View Single Post
Old September 2nd, 2018 #24
Stewart Meadows
Senior Member
 
Join Date: May 2018
Posts: 37,990
Default

.
The influential jew Stanley Greenberg says that Americans have finally accepted race-mixing, and of course that fills him with joy. Here's how Greenberg is described in The Jewish Chronicle:

Quote:
He’s guided the leaders of the USA, the UK and Israel. Now he’s talking about his role as one of the world’s most influential political advisers. (...) Greenberg had a long interest both professionally and personally in Israel — as an academic and a Jew
https://www.thejc.com/lifestyle/inte...eenberg-1.8176

And here are some excerpts from his article The Last Test: Americans are finally embracing mixed-race marriage:

Quote:
The Last Test

Americans are finally embracing mixed-race marriage.

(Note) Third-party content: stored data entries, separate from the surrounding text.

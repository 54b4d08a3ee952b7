use prometheus::{IntCounter, IntCounterVec, IntGauge, Opts, Registry};

use crate::events::EventOutcome;
use crate::ledger::Endorsement;

pub struct FeedMetrics {
    pub registry: Registry,
    pub messages_admitted: IntCounterVec,
    pub submissions_declined: IntCounter,
    pub endorsements: IntCounterVec,
    pub messages_evicted: IntCounterVec,
    pub registry_size: IntGauge,
}

impl FeedMetrics {
    pub fn new() -> Self {
        let registry = Registry::new();

        let messages_admitted = IntCounterVec::new(
            Opts::new("signal_messages_admitted_total", "Messages placed on a lane"),
            &["source"],
        )
        .unwrap();

        let submissions_declined = IntCounter::new(
            "signal_submissions_declined_total",
            "Live submissions declined for blank text",
        )
        .unwrap();

        let endorsements = IntCounterVec::new(
            Opts::new("signal_endorsements_total", "Endorsement requests"),
            &["outcome"],
        )
        .unwrap();

        let messages_evicted = IntCounterVec::new(
            Opts::new("signal_messages_evicted_total", "Messages dropped from the registry"),
            &["reason"],
        )
        .unwrap();

        let registry_size =
            IntGauge::new("signal_registry_size", "Messages currently stored").unwrap();

        registry.register(Box::new(messages_admitted.clone())).unwrap();
        registry.register(Box::new(submissions_declined.clone())).unwrap();
        registry.register(Box::new(endorsements.clone())).unwrap();
        registry.register(Box::new(messages_evicted.clone())).unwrap();
        registry.register(Box::new(registry_size.clone())).unwrap();

        Self {
            registry,
            messages_admitted,
            submissions_declined,
            endorsements,
            messages_evicted,
            registry_size,
        }
    }

    /// Record one applied event and the registry size after it.
    pub fn observe(&self, outcome: &EventOutcome, registry_len: usize) {
        match outcome {
            EventOutcome::Seeded(count) => {
                self.messages_admitted
                    .with_label_values(&["preset"])
                    .inc_by(*count as u64);
            }
            EventOutcome::Admitted(admission) => {
                let source = admission.source.to_string();
                self.messages_admitted
                    .with_label_values(&[source.as_str()])
                    .inc();
                if !admission.displaced.is_empty() {
                    self.messages_evicted
                        .with_label_values(&["capacity"])
                        .inc_by(admission.displaced.len() as u64);
                }
            }
            EventOutcome::Declined => self.submissions_declined.inc(),
            EventOutcome::Endorsed(Endorsement::Counted(_)) => {
                self.endorsements.with_label_values(&["counted"]).inc();
            }
            EventOutcome::Endorsed(Endorsement::Stale) => {
                self.endorsements.with_label_values(&["stale"]).inc();
            }
            EventOutcome::Evicted(eviction) => {
                self.messages_evicted
                    .with_label_values(&["expired"])
                    .inc_by(eviction.expired.len() as u64);
                self.messages_evicted
                    .with_label_values(&["capacity"])
                    .inc_by(eviction.over_capacity.len() as u64);
            }
        }
        self.registry_size.set(registry_len as i64);
    }

    /// Prometheus text exposition.
    pub fn encode(&self) -> String {
        use prometheus::Encoder;
        let encoder = prometheus::TextEncoder::new();
        let mut buffer = Vec::new();
        if encoder.encode(&self.registry.gather(), &mut buffer).is_err() {
            return String::new();
        }
        String::from_utf8(buffer).unwrap_or_default()
    }
}

impl Default for FeedMetrics {
    fn default() -> Self {
        Self::new()
    }
}
use thiserror::Error;

#[derive(Error, Debug)]
pub enum Error {
    #[error("Configuration error: {0}")]
    Config(String),

    #[error("initial feed has already been seeded")]
    AlreadySeeded,

    #[error("initial feed must be seeded before any other message is admitted")]
    SeedAfterAdmission,

    #[error("failed to read config file: {0}")]
    Io(#[from] std::io::Error),

    #[error("failed to parse YAML: {0}")]
    Yaml(#[from] serde_yaml::Error),

    #[error("feed runner is no longer accepting commands")]
    Closed,
}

(...) The United States is becoming more diverse. From 1990 to 2010, the white portion of the population dropped from 80 percent to 72 percent; in the electorate, it fell from 87 percent in 1992 to 72 percent in 2012. Among voters under age 30, the white proportion has fallen faster still, to 60 percent, and is expected to drop to 56 percent by 2020. Racial minorities will very soon make up the majority of the population in key states like Florida, Georgia and Nevada. It’s no longer immigration driving this, but higher birth rates: In 2011 non-white births outnumbered white births in the United States for the first time, the Census Bureau reported.
(...)
Americans erected legal protections against racial discrimination, advanced affirmative action and ended the restrictive 1920s immigration quota system. But it was only the belated acceptance of interracial marriage that became the threshold for real racial acceptance and equality.
(...)
Only recently, in fact, have Americans embraced interracial marriage in overwhelming numbers. Overall, approval went up slowly during the civil rights era, stalled in the 1980s short of a majority, but jumped after 1995, reaching a high of 87 percent today.
(...)
More than 60 percent of those under age 30 and almost half of those under 50 believe this, while only 5 percent of Americans under 30 say intermarriage is bad for the country. Contrast that with older Americans among whom racism persists: Just a quarter of seniors—and a third of conservatives—look at interracial marriages and say this makes us a better America. Millennials—those born between 1978 and 2000—will already be well over a third of eligible voters in the next presidential election, and there is every reason to believe the younger generation behind them shares that same outlook, with a vengeance. For many young people, tolerance is a point of pride: Roughly half say younger people have better attitudes toward other races and groups than older people.
(...)
As America’s racial and ethnic categories continue their mad scramble, Republicans will face a crisis, and who can predict how that will shake out? The future of the parties is in any event much less interesting than the future of the country. The young people who helped twice elect Barack Obama might someday bring us the first half-black, half-Hispanic president, or the first half-white, half-Asian president. And who knows how they will change the country? That's what will matter.
https://www.politico.com/magazine/st...#ixzz2oI3IDkPU

Stanley Greenberg. "Trust me."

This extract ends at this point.